Andy, 51, was joined by George Lamb, 44, a former TV personality who owns the firm Wildfarmed alongside him. The three guys, who are increasingly abandoning entertainment to pursue farming, met with land guru Charlie Ireland.
‘Basically, our current farming system destroys war on natural systems and it’s got us in a bit of a fix. Our soils have been pounded and poisoned to a point where they are in a few decades of giving up,’ Andy told the group.
‘We’ve lost 80% of our insects we can’t keep doing that. Regenerative farming is a way of farming that tries to copy natural systems.’
Instead of avoiding all chemicals, like in organic farming, they measure what each field requires in order to adjust fertilisers and grow various plants in one field to recreate the natural environment.
Jeremy, 64, was particularly delighted by Andy and George’s pledge to buy any products grown in their way for a premium price. The partnership has 250 regular clients, including Marks & Spencer, which thrilled Jeremy and his business advisor, known as Cheerful Charlie.
Despite their great pitch, newly hired farm manager Kaleb Cooper required some convincing when he eventually met Andy.
After seeing the musician planting wheat and beans on the farm, Kaleb, 25, asked: ‘Who the f**k is that?’ When Jeremy informs Kaleb he was part of Groove Armada, he hits back: ‘I don’t know what that is, why is he drilling my field?’
‘That’s p*****g me off seeing him in there,’ he said before criticising his choice of equipment.

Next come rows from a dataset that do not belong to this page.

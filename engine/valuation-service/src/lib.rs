//! Valuation Service Library
//!
//! Configuration, logging and the [`ValuationService`] facade behind the
//! `valuation` command-line tool.

use anyhow::{Context, Result};
use std::path::Path;

pub mod config;
pub mod error;
pub mod logging;
pub mod service;

pub use config::ServiceConfig;
pub use error::ServiceError;
pub use logging::initialize_logging;
pub use service::ValuationService;

/// Load configuration from an optional file and environment variables
pub fn load_configuration(file: Option<&Path>) -> Result<ServiceConfig> {
    config::load_config(file).context("Failed to load service configuration")
}
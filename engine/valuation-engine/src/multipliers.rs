//! Position, age, youth and development-trait multipliers
//!
//! Every function here is total: ages are clamped into the calibrated range,
//! missing table entries fall back to neutral defaults, and results are never
//! negative.

use crate::settings::{AgeSettings, Settings, TraitWeights};
use crate::types::{DevTrait, Position};

pub const MIN_AGE: i32 = 20;
pub const MAX_AGE: i32 = 40;
/// Last age with a youth band entry
pub const YOUTH_MAX_AGE: i32 = 28;

/// `1 + pos_spread_scalar * offset`; unknown positions use offset 0
pub fn position_multiplier(position: Position, settings: &Settings) -> f64 {
    let offset = settings.pos_offsets.get(&position).copied().unwrap_or(0.0);
    (1.0 + settings.pos_spread_scalar * offset).max(0.0)
}

fn cliff(age: u32, age_settings: &AgeSettings) -> f64 {
    match age {
        25..=27 => age_settings.cliff_25_27,
        a if a >= 28 => age_settings.cliff_28_plus,
        _ => 1.0,
    }
}

/// Gain around 1.0, then the cliff for the age band
fn scheduled(age: u32, age_settings: &AgeSettings) -> f64 {
    let base = age_settings.base_schedule.get(&age).copied().unwrap_or(1.0);
    (1.0 + age_settings.gain * (base - 1.0)) * cliff(age, age_settings)
}

/// Age at which geometric decay takes over for a position
pub fn decay_start_age(position: Position, age_settings: &AgeSettings) -> u32 {
    age_settings
        .longevity
        .decay_start_age
        .get(&position)
        .copied()
        .unwrap_or(age_settings.decay.start_age)
}

/// Age at which a position's value drops to the floor
pub fn floor_age(position: Position, age_settings: &AgeSettings) -> u32 {
    age_settings.longevity.floor_age.get(&position).copied().unwrap_or(age_settings.floor_age)
}

/// Age multiplier.
///
/// 1. `m = 1 + gain * (base_schedule[age] - 1)`
/// 2. cliff: ages 25..=27 and 28+ scale by their cliff factor
/// 3. past the decay start age, `m = m(start) * ratio^(age - start)`
/// 4. over 28, and from the decay start age on, `m += relief * (1 - m)` while `m < 1`
/// 5. at or past the floor age, `m = floor_value`
///
/// Position longevity overrides replace the global decay start and floor ages.
pub fn age_multiplier(age: i32, position: Position, settings: &Settings) -> f64 {
    let age_settings = &settings.age;
    let a = age.clamp(MIN_AGE, MAX_AGE) as u32;

    let mut m = scheduled(a, age_settings);

    let start = decay_start_age(position, age_settings);
    let decaying = age_settings.decay.enabled && a >= start;
    if decaying && a > start {
        m = scheduled(start, age_settings) * age_settings.decay.ratio.powi((a - start) as i32);
    }

    // relief covers the decay anchor too
    if (a > 28 || decaying) && m < 1.0 {
        m += age_settings.penalty_relief_over28 * (1.0 - m);
    }

    if a >= floor_age(position, age_settings) {
        m = age_settings.floor_value;
    }

    m.max(0.0)
}

/// `1 + dmax[position] * band[clamp(age, 20, 28)]`
pub fn youth_buffer(position: Position, age: i32, settings: &Settings) -> f64 {
    let a = age.clamp(MIN_AGE, YOUTH_MAX_AGE) as u32;
    let band = settings.youth_buffer.band.get(&a).copied().unwrap_or(0.0);
    let dmax = settings.youth_buffer.dmax.get(&position).copied().unwrap_or(0.0);
    (1.0 + dmax * band).max(0.0)
}

/// Share of trait experience gains still ahead of a player
pub fn dev_band(age: i32) -> f64 {
    match age {
        a if a <= 21 => 1.00,
        22 => 0.85,
        23 => 0.70,
        24 => 0.50,
        25 => 0.35,
        26 => 0.20,
        27 => 0.10,
        _ => 0.00,
    }
}

/// `1 + dcap * (w_xp * dev_band(age) + w_abil) * trait_score`
pub fn dev_trait_multiplier(position: Position, age: i32, dev_trait: DevTrait, settings: &Settings) -> f64 {
    let dev = &settings.dev_trait;
    let score = dev.trait_scores.get(&dev_trait).copied().unwrap_or(0.0);
    let dcap = dev.dcap.get(&position).copied().unwrap_or(0.0);
    let weights = dev.weights.get(&position).copied().unwrap_or_default();
    let TraitWeights { w_xp, w_abil } = weights;
    (1.0 + dcap * (w_xp * dev_band(age) + w_abil) * score).max(0.0)
}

After Jeremy warned Kaleb to ‘be nice’ and ‘not petulant like a child’, it was time for them to come face-to-face. Although, the reception was initially a bit frosty they eventually bonded over farming.
Kaleb couldn’t resist getting the last word though: ‘Was you in a band? I can tell because you’ve left your tractor running at a pound per litre.’
Andy decided to pursue a different career after reading a thought-provoking article in 2006.
‘I hadn’t really thought about food at all until I was coming back from a gig one day, picked up a newspaper article about what you might call industrial food production, and it wasn’t particularly pretty reading.
‘It had this line in it, “If you don’t like the system, don’t depend on it”,’ he recalled to the Irish Independent.
He started modestly, cultivating vegetables in his garden while living in France with his wife Jo and their two children. Five years later, Andy sold his songs to buy a 100-acre property in Gascony, France.
While he may call it an ‘absolutely ridiculous decision, financially speaking’, he has no regrets. ‘I back it in terms of having a life of doing things which I think matter and I work with amazing people and have diverse experiences. I’m the richest person in the world.’
He launched Wildfarmed in 2018 alongside George, whom he met by coincidence in Ibiza, and financier Edd Lees.
Former Big Brother’s Little Brother presenter George spoke about his own journey to this moment (via Financial Times): ‘I had this big career and I woke up one morning and I called my dad [actor Larry Lamb] and told him I was feeling unfulfilled.’
Andy originally rose to prominence alongside Tom Findlay in Groove Armada. Between 1996 and 2020, the team published nine albums, including commercially successful songs such as At the River, I See You Baby, and Superstylin’. They have three Brit Award nominations and three Grammy nominations.
Andy returned to the UK in 2021 and now has a National Trust farm tenancy in Oxfordshire. While Andy is occupied with the 295 acres, Tom is a qualified CBT counsellor who works for the NHS.
They embarked on a farewell tour in 2022.
Clarkson’s Farm series 3 launches globally on Prime Video on May 3.